Here's a classic example. It's useful to casually define mammals as animals that give live birth. Unfortunately, this generalization breaks in both directions: not all mammals give live birth, and not all animals that give live birth are mammals. While the egg-laying monotremes can be labelled "primitive mammals" and neatly sectioned away from marsupials and placentals, who play by the rules, it is somewhat difficult to classify viviparous sharks as anything other than fish who simply happen to give live birth. No one has been quite foolish enough to try classifying them as mammals. (And sharks are by no means the only non-mammals to figure out vivipary. My favorite viviparous animals are the lovely onychophorans, a.k.a. velvet worms.)

Another classic example is endothermy, long thought to be the sole domain of mammals and birds, until tuna were discovered to warm their blood as well.

So, what once were sensible, educated statements to make, such as "All mammals give live birth," or "Only birds and mammals are warm-blooded," must now be--not thrown out, for although the absoluteness is wrong, the guidelines are interesting and useful--but presented as tendencies. "Most mammals are viviparous," etc.

Okay, sorry to slog through that, since it's all pretty familiar these days--at least to folks who like animals. My point, however, in going over the obvious stuff, is this: we still haven't learned our lesson! Rather, I think we are actually incapable of learning this particular lesson, or at least incapable of modifying our behaviors accordingly. Two human traits are at work here:
  1. We like making rules.
  2. We like breaking rules.
We the members of the human race seem practically compelled to be constantly making and breaking rules. This is very Popperian! (Karl Popper was one of the most influential philosophers of science in the last century. He suggested that the best way to move science forward was to make bold conjectures (the bolder the better) then try with all might and main to disprove them.)

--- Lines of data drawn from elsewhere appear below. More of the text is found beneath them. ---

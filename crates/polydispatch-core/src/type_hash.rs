//! Deterministic hash-based identity for types and members.
//!
//! [`TypeHash`] is a 64-bit hash computed from names and signatures. Because the
//! hash of a type is known before the type is registered, descriptors may refer
//! to bases and interfaces that arrive later, and the outcome of registration
//! never depends on the order in which unrelated types are added.
//!
//! # Hash Computation
//!
//! Uses XXHash64 with domain-specific mixing constants so that a type, a member
//! and a slot signature sharing a name still produce distinct hashes.
//!
//! # Examples
//!
//! ```
//! use polydispatch_core::TypeHash;
//!
//! let int_hash = TypeHash::from_name("int");
//! assert_eq!(int_hash, TypeHash::from_name("int"));
//!
//! let owner = TypeHash::from_name("Shape");
//! let a = TypeHash::from_member(owner, "scale", &[TypeHash::from_name("int")]);
//! let b = TypeHash::from_member(owner, "scale", &[TypeHash::from_name("double")]);
//! assert_ne!(a, b);
//! ```

use std::fmt;
use xxhash_rust::const_xxh64::xxh64;

/// Domain-specific mixing constants for hash computation.
pub mod hash_constants {
    /// Separator constant used when folding parameter lists.
    pub const SEP: u64 = 0x4bc94d6bd06053ad;

    /// Domain marker for type hashes.
    pub const TYPE: u64 = 0x2fac10b63a6cc57c;

    /// Domain marker for member hashes (owner + name + params).
    pub const MEMBER: u64 = 0x7d3c8b4a92e15f6d;

    /// Domain marker for owner-free slot signatures (name + params).
    pub const SIGNATURE: u64 = 0x5ea77ffbcdf5f302;

    /// Domain marker for generic instantiation hashes.
    pub const INSTANCE: u64 = 0x9a7f3d5e2b8c4601;

    /// Parameter position mixing constants.
    /// Each position gets its own constant so that parameter order matters.
    pub const PARAM_MARKERS: [u64; 16] = [
        0x9e3779b97f4a7c15,
        0xbf58476d1ce4e5b9,
        0x94d049bb133111eb,
        0xd6e8feb86659fd93,
        0xe7037ed1a0b428db,
        0xc6a4a7935bd1e995,
        0x8648dbbc94d49b8d,
        0xa2b48b2c69e0d657,
        0x7c3e9f2a5b8d1403,
        0x5d8c7b4a3e9f2106,
        0x3f1e9d8c7b5a4203,
        0x1a2b3c4d5e6f7089,
        0x9f8e7d6c5b4a3210,
        0x2468ace013579bdf,
        0xfdb97531eca86420,
        0x0f1e2d3c4b5a6978,
    ];
}

/// A deterministic 64-bit hash identifying a type, member or slot signature.
#[derive(Clone, Copy, PartialEq, Eq, Hash, PartialOrd, Ord)]
#[repr(transparent)]
pub struct TypeHash(pub u64);

impl TypeHash {
    /// Empty/invalid hash constant.
    pub const EMPTY: TypeHash = TypeHash(0);

    /// Create a type hash from a type name.
    ///
    /// This is a `const fn`, so well-known types can be named by constants.
    #[inline]
    pub const fn from_name(name: &str) -> Self {
        TypeHash(hash_constants::TYPE ^ xxh64(name.as_bytes(), 0))
    }

    /// Create a member hash from the declaring type, member name and parameter types.
    ///
    /// This is the unique identity of a member: `(declaring type, name, parameter
    /// type sequence)`. Parameter order matters.
    #[inline]
    pub fn from_member(owner: TypeHash, name: &str, param_hashes: &[TypeHash]) -> Self {
        let seed = hash_constants::MEMBER ^ owner.0 ^ xxh64(name.as_bytes(), 0);
        TypeHash(fold_params(seed, param_hashes))
    }

    /// Create an owner-free signature hash from a member name and parameter types.
    ///
    /// Two members with the same signature hash occupy the same virtual slot key,
    /// which is how an override finds the slot it replaces.
    #[inline]
    pub fn from_signature(name: &str, param_hashes: &[TypeHash]) -> Self {
        let seed = hash_constants::SIGNATURE ^ xxh64(name.as_bytes(), 0);
        TypeHash(fold_params(seed, param_hashes))
    }

    /// Create the hash of a generic instantiation from the open definition and
    /// its type arguments. Argument order matters.
    #[inline]
    pub fn from_instance(open: TypeHash, args: &[TypeHash]) -> Self {
        TypeHash(fold_params(hash_constants::INSTANCE ^ open.0, args))
    }

    /// Check if this is an empty/invalid hash.
    #[inline]
    pub const fn is_empty(self) -> bool {
        self.0 == 0
    }

    /// Get the underlying u64 value.
    #[inline]
    pub const fn as_u64(self) -> u64 {
        self.0
    }
}

#[inline]
fn fold_params(seed: u64, params: &[TypeHash]) -> u64 {
    let mut hash = seed;
    for (i, param) in params.iter().enumerate() {
        let marker = hash_constants::PARAM_MARKERS
            .get(i)
            .copied()
            .unwrap_or_else(|| hash_constants::PARAM_MARKERS[0].wrapping_add(i as u64));
        // wrapping_mul keeps the fold order-sensitive (XOR alone would commute)
        hash = hash.wrapping_mul(hash_constants::SEP).wrapping_add(marker ^ param.0);
    }
    hash
}

impl fmt::Debug for TypeHash {
    fn fmt(&self, f: &mut fmt::Formatter<'_>) -> fmt::Result {
        write!(f, "TypeHash({:#018x})", self.0)
    }
}

impl fmt::Display for TypeHash {
    fn fmt(&self, f: &mut fmt::Formatter<'_>) -> fmt::Result {
        write!(f, "{:#018x}", self.0)
    }
}

/// Well-known hashes for the built-in types.
pub mod primitives {
    use super::TypeHash;

    /// `void`, used as the return type of members that produce nothing.
    pub const VOID: TypeHash = TypeHash::from_name("void");
    /// `bool`
    pub const BOOL: TypeHash = TypeHash::from_name("bool");
    /// `char`
    pub const CHAR: TypeHash = TypeHash::from_name("char");
    /// `int` (32-bit signed integer)
    pub const INT: TypeHash = TypeHash::from_name("int");
    /// `long` (64-bit signed integer)
    pub const LONG: TypeHash = TypeHash::from_name("long");
    /// `float` (32-bit)
    pub const FLOAT: TypeHash = TypeHash::from_name("float");
    /// `double` (64-bit)
    pub const DOUBLE: TypeHash = TypeHash::from_name("double");
    /// `string`, a sealed reference type.
    pub const STRING: TypeHash = TypeHash::from_name("string");
    /// The default universal root reference type.
    pub const OBJECT: TypeHash = TypeHash::from_name("object");
}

So, I want to discuss some more current (and more obscure yet very fun) examples of rule-making and breaking. I'll start with cellulase. Cellulose is made by plants and it is really tough to digest--just imagine chewing on wood. You need a special enzyme to break it down, called cellulase*. You don't have the enzyme, trust me. Who does? Well, who eats wood? Wood rots, and rotting is just another word for "being broken into very small pieces by bacteria," so bacteria clearly produce cellulase. Who else? Termites come obviously to mind, but in fact, termites have symbiotic bacteria living in their guts to produce cellulase. So the conventional wisdom about termites is that they can only digest wood because of these prokaryotic companions. In fact, this wisdom is so conventional that I recently heard an eminent professor comment that only bacteria make cellulase. This elicited some interesting discussion in the class he was teaching (and I was attending), so I decided to go to Google Scholar and verify it.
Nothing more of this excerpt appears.